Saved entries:
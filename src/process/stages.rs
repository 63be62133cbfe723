//! Pipeline stages and final output verification.

use std::fmt;
use std::path::{Path, PathBuf};

use anyhow::Result;
use log::{info, warn};

use crate::logs;

/// Error-check log under the log root; one line per missing output file.
pub const ERROR_LOG: &str = "error_check.log";

/// Stages of the per-subject driver, in execution order.
#[derive(Debug, Clone, Copy, PartialEq, Eq)]
pub enum Stage {
    CopyInput,
    SegmentT2,
    LabelVertebrae,
    RegisterToTemplate,
    ComputeMetricsT2,
    SegmentT2star,
    ComputeMetricsT2star,
    DwiPreprocess,
    SegmentDwi,
    RegisterDwiToTemplate,
    WarpAtlas,
    ComputeDti,
    ExtractTractMetrics,
    VerifyOutputs,
}

impl Stage {
    pub const ORDER: [Stage; 14] = [
        Stage::CopyInput,
        Stage::SegmentT2,
        Stage::LabelVertebrae,
        Stage::RegisterToTemplate,
        Stage::ComputeMetricsT2,
        Stage::SegmentT2star,
        Stage::ComputeMetricsT2star,
        Stage::DwiPreprocess,
        Stage::SegmentDwi,
        Stage::RegisterDwiToTemplate,
        Stage::WarpAtlas,
        Stage::ComputeDti,
        Stage::ExtractTractMetrics,
        Stage::VerifyOutputs,
    ];
}

impl fmt::Display for Stage {
    fn fmt(&self, f: &mut fmt::Formatter<'_>) -> fmt::Result {
        let name = match self {
            Stage::CopyInput => "COPY_INPUT",
            Stage::SegmentT2 => "SEGMENT_T2",
            Stage::LabelVertebrae => "LABEL_VERTEBRAE",
            Stage::RegisterToTemplate => "REGISTER_TO_TEMPLATE",
            Stage::ComputeMetricsT2 => "COMPUTE_METRICS_T2",
            Stage::SegmentT2star => "SEGMENT_T2STAR",
            Stage::ComputeMetricsT2star => "COMPUTE_METRICS_T2STAR",
            Stage::DwiPreprocess => "DWI_PREPROCESS",
            Stage::SegmentDwi => "SEGMENT_DWI",
            Stage::RegisterDwiToTemplate => "REGISTER_DWI_TO_TEMPLATE",
            Stage::WarpAtlas => "WARP_ATLAS",
            Stage::ComputeDti => "COMPUTE_DTI",
            Stage::ExtractTractMetrics => "EXTRACT_TRACT_METRICS",
            Stage::VerifyOutputs => "VERIFY_OUTPUTS",
        };
        write!(f, "{name}")
    }
}

/// Skip-if-exists probe for expensive steps. Logs when the output is
/// already there.
pub fn skip_if_exists(path: &Path, stage: Stage) -> bool {
    if path.is_file() {
        info!("{stage}: {} already exists, skipping", path.display());
        true
    } else {
        false
    }
}

/// Probe every expected output file; each missing one appends a line to
/// the error-check log. Missing outputs are recorded, not fatal.
///
/// Returns the number of missing files.
pub fn verify_outputs(expected: &[PathBuf], log_root: &Path, subject: &str) -> Result<usize> {
    let mut missing = 0;
    for file in expected {
        if !file.is_file() {
            warn!("{subject}: expected output missing: {}", file.display());
            logs::append_line(
                &log_root.join(ERROR_LOG),
                &format!(
                    "{subject}{sep}missing{sep}{path}",
                    sep = logs::SEP,
                    path = file.display()
                ),
            )?;
            missing += 1;
        }
    }
    if missing == 0 {
        info!("{subject}: all {} expected outputs present", expected.len());
    }
    Ok(missing)
}

#[cfg(test)]
mod tests {
    use super::*;
    use tempfile::TempDir;

    #[test]
    fn test_verify_records_missing_files() {
        let tmp = TempDir::new().unwrap();
        let present = tmp.path().join("seg.nii.gz");
        std::fs::write(&present, b"x").unwrap();
        let absent = tmp.path().join("warp.nii.gz");
        let log_root = tmp.path().join("log");

        let missing = verify_outputs(
            &[present, absent.clone()],
            &log_root,
            "sub-A/ses-1",
        )
        .unwrap();

        assert_eq!(missing, 1);
        let lines = logs::read_lines(&log_root.join(ERROR_LOG)).unwrap();
        assert_eq!(lines.len(), 1);
        assert!(lines[0].contains("warp.nii.gz"));
        assert!(lines[0].contains("sub-A/ses-1"));
    }

    #[test]
    fn test_verify_all_present_writes_nothing() {
        let tmp = TempDir::new().unwrap();
        let present = tmp.path().join("seg.nii.gz");
        std::fs::write(&present, b"x").unwrap();
        let log_root = tmp.path().join("log");

        let missing = verify_outputs(&[present], &log_root, "sub-A/ses-1").unwrap();

        assert_eq!(missing, 0);
        assert!(!log_root.join(ERROR_LOG).exists());
    }

    #[test]
    fn test_skip_if_exists() {
        let tmp = TempDir::new().unwrap();
        let path = tmp.path().join("out.nii.gz");
        assert!(!skip_if_exists(&path, Stage::RegisterToTemplate));
        std::fs::write(&path, b"x").unwrap();
        assert!(skip_if_exists(&path, Stage::RegisterToTemplate));
    }
}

- _YOUR GOAL_: Repeat only what lies between the first line of the data and the line containing "fn fmt(&self, f: &mut", both of those lines included, exactly as it stands.

- _EXERCISE RESULT_:
filename src/process/stages.rs
repository 63be62133cbfe723
//! Pipeline stages and final output verification.

use std::fmt;
use std::path::{Path, PathBuf};

use anyhow::Result;
use log::{info, warn};

use crate::logs;

/// Error-check log under the log root; one line per missing output file.
pub const ERROR_LOG: &str = "error_check.log";

/// Stages of the per-subject driver, in execution order.
#[derive(Debug, Clone, Copy, PartialEq, Eq)]
pub enum Stage {
    CopyInput,
    SegmentT2,
    LabelVertebrae,
    RegisterToTemplate,
    ComputeMetricsT2,
    SegmentT2star,
    ComputeMetricsT2star,
    DwiPreprocess,
    SegmentDwi,
    RegisterDwiToTemplate,
    WarpAtlas,
    ComputeDti,
    ExtractTractMetrics,
    VerifyOutputs,
}

impl Stage {
    pub const ORDER: [Stage; 14] = [
        Stage::CopyInput,
        Stage::SegmentT2,
        Stage::LabelVertebrae,
        Stage::RegisterToTemplate,
        Stage::ComputeMetricsT2,
        Stage::SegmentT2star,
        Stage::ComputeMetricsT2star,
        Stage::DwiPreprocess,
        Stage::SegmentDwi,
        Stage::RegisterDwiToTemplate,
        Stage::WarpAtlas,
        Stage::ComputeDti,
        Stage::ExtractTractMetrics,
        Stage::VerifyOutputs,
    ];
}

impl fmt::Display for Stage {
    fn fmt(&self, f: &mut fmt::Formatter<'_>) -> fmt::Result {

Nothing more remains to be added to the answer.